Floodland to strategia postapo rozgrywająca się w świecie zalanym wodą. Zaczynamy ją w losowym miejscu z garstką ocalałych. Musimy zebrać pożywienie i zbudować schronienie. Przygotowana wersja demonstracyjna bardziej przypomina samouczek, który krok po kroku zdradza nam podstawowe aspekty rozgrywki. Wszystko na tym etapie wydaje się intuicyjnie i proste, więc pod kątem mechaniki nie ma żadnych zgrzytów czy problemów.  Co ciekawe, Floodland nie pozwala kierować poszczególnymi postaciami, jak w wielu grach tego typu. W tym przypadku ustawiamy teren eksploracji i zbieractwa. Rozwijamy naszą wioskę i odkrywamy nowe tereny pozwalające nam wznieść się na kolejny poziom. Pierwszym zadaniem jest odnalezienie grupy zwiadowców, którzy znajdują się w pobliskim budynku. Dzięki temu dostajemy 10 nowych mieszkańców do roboty i budynek, który możemy przerobić na mieszkania. To pokazuje, że specyfika odkrywanego terenu będzie istotna dla rozwoju naszego obozu. Na początku mamy składzik i możemy budować namioty, a z czasem to wszystko się rozwija o nowe, atrakcyjne możliwości. Możemy odkrywać rzeczy znajdujące się w różnych opuszczonych miejscach czy nawet porzuconych okrętach. To fajny motyw pozwalający dobrze rozplanować początkowy rozwój mieściny.
fot. materiały prasowe
+7 więcej
Gdy rozwijamy miasteczko i wykonujemy zadania, dostajemy punkty odkryć, które odblokowują nam nowe możliwości – choćby budowę obiektów, które pozwolą zbierać kolejne punkty i rozwijać się technologicznie, a także dadzą możliwości zbierania innych surowców potrzebnych do rozbudowy. Takim sposobem obok sterty śmieci możemy postawić budynek, w którym będą one usuwane. Tym samym zdobywamy potrzebny materiał do budowy kolejnych rzeczy. To samo tyczy się budynków pozwalających zbierać żywność naturalną, łowić ryby oraz gromadzić wodę pitną. Jeśli w tym aspekcie popełnimy jakiś błąd lub coś źle obliczymy, pojawi się problem do rozwiązania. To naczynia połączone.  Trudno do końca ocenić potencjał Floodland, bo wersja demonstracyjna kończy się w momencie, gdy robi się naprawdę ciekawie.
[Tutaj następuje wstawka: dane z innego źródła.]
use anyhow::{Context, Result};
use std::fs::File;
use std::io::{BufWriter, Write};
use std::path::Path;

use super::extrusion::VolumetricMesh;

/// Write the mesh as ASCII PLY with per-vertex colors
///
/// Corners are written unshared so each face keeps its own shading.
pub fn write_ply(path: &Path, mesh: &VolumetricMesh) -> Result<()> {
    let file = File::create(path)
        .with_context(|| format!("Failed to create PLY file: {}", path.display()))?;
    let mut w = BufWriter::new(file);

    writeln!(w, "ply")?;
    writeln!(w, "format ascii 1.0")?;
    writeln!(w, "comment lot3d terrain")?;
    writeln!(w, "element vertex {}", mesh.faces.len() * 3)?;
    writeln!(w, "property float x")?;
    writeln!(w, "property float y")?;
    writeln!(w, "property float z")?;
    writeln!(w, "property uchar red")?;
    writeln!(w, "property uchar green")?;
    writeln!(w, "property uchar blue")?;
    writeln!(w, "element face {}", mesh.faces.len())?;
    writeln!(w, "property list uchar int vertex_indices")?;
    writeln!(w, "end_header")?;

    for (i, face) in mesh.faces.iter().enumerate() {
        let colors = mesh.corner_colors(i);
        for (corner, &v) in face.iter().enumerate() {
            let [x, y, z] = mesh.vertices[v];
            let [r, g, b] = colors[corner];
            writeln!(w, "{:.4} {:.4} {:.4} {} {} {}", x, y, z, r, g, b)?;
        }
    }
    for i in 0..mesh.faces.len() {
        writeln!(w, "3 {} {} {}", i * 3, i * 3 + 1, i * 3 + 2)?;
    }

    w.flush()?;
    Ok(())
}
Na początku znajdujemy się na małej wysepce, bo – jak wspomniałem – świat jest zalany wodą. Gdy odkrywamy radiostację, mamy możliwości wysłania wyprawy na inne tereny, ale niestety w tym miejscu kończy się gra. To trochę problematyczne, bo nie wiem, z jakimi wyzwaniami będziemy mieć do czynienia. Co będzie zagrożeniem? Czy będziemy walczyć z wrogiem? A może naszym zadaniem będzie jedynie przetrwanie? A co z dyplomacją i naturalnymi zagrożeniami? Jest w tym naprawdę duży potencjał, ciekawa mechanika drzewka odkryć i dużo miodności! Powiem tak: jestem zaintrygowany, ale czuję niedosyt. Lubię gry tego typu, ale udostępniony materiał nie pozwala mi ocenić, czy warto będzie poświęcić czas pełnej wersji. Dobrze, że przynajmniej wizualnie wygląda to naprawdę ładnie.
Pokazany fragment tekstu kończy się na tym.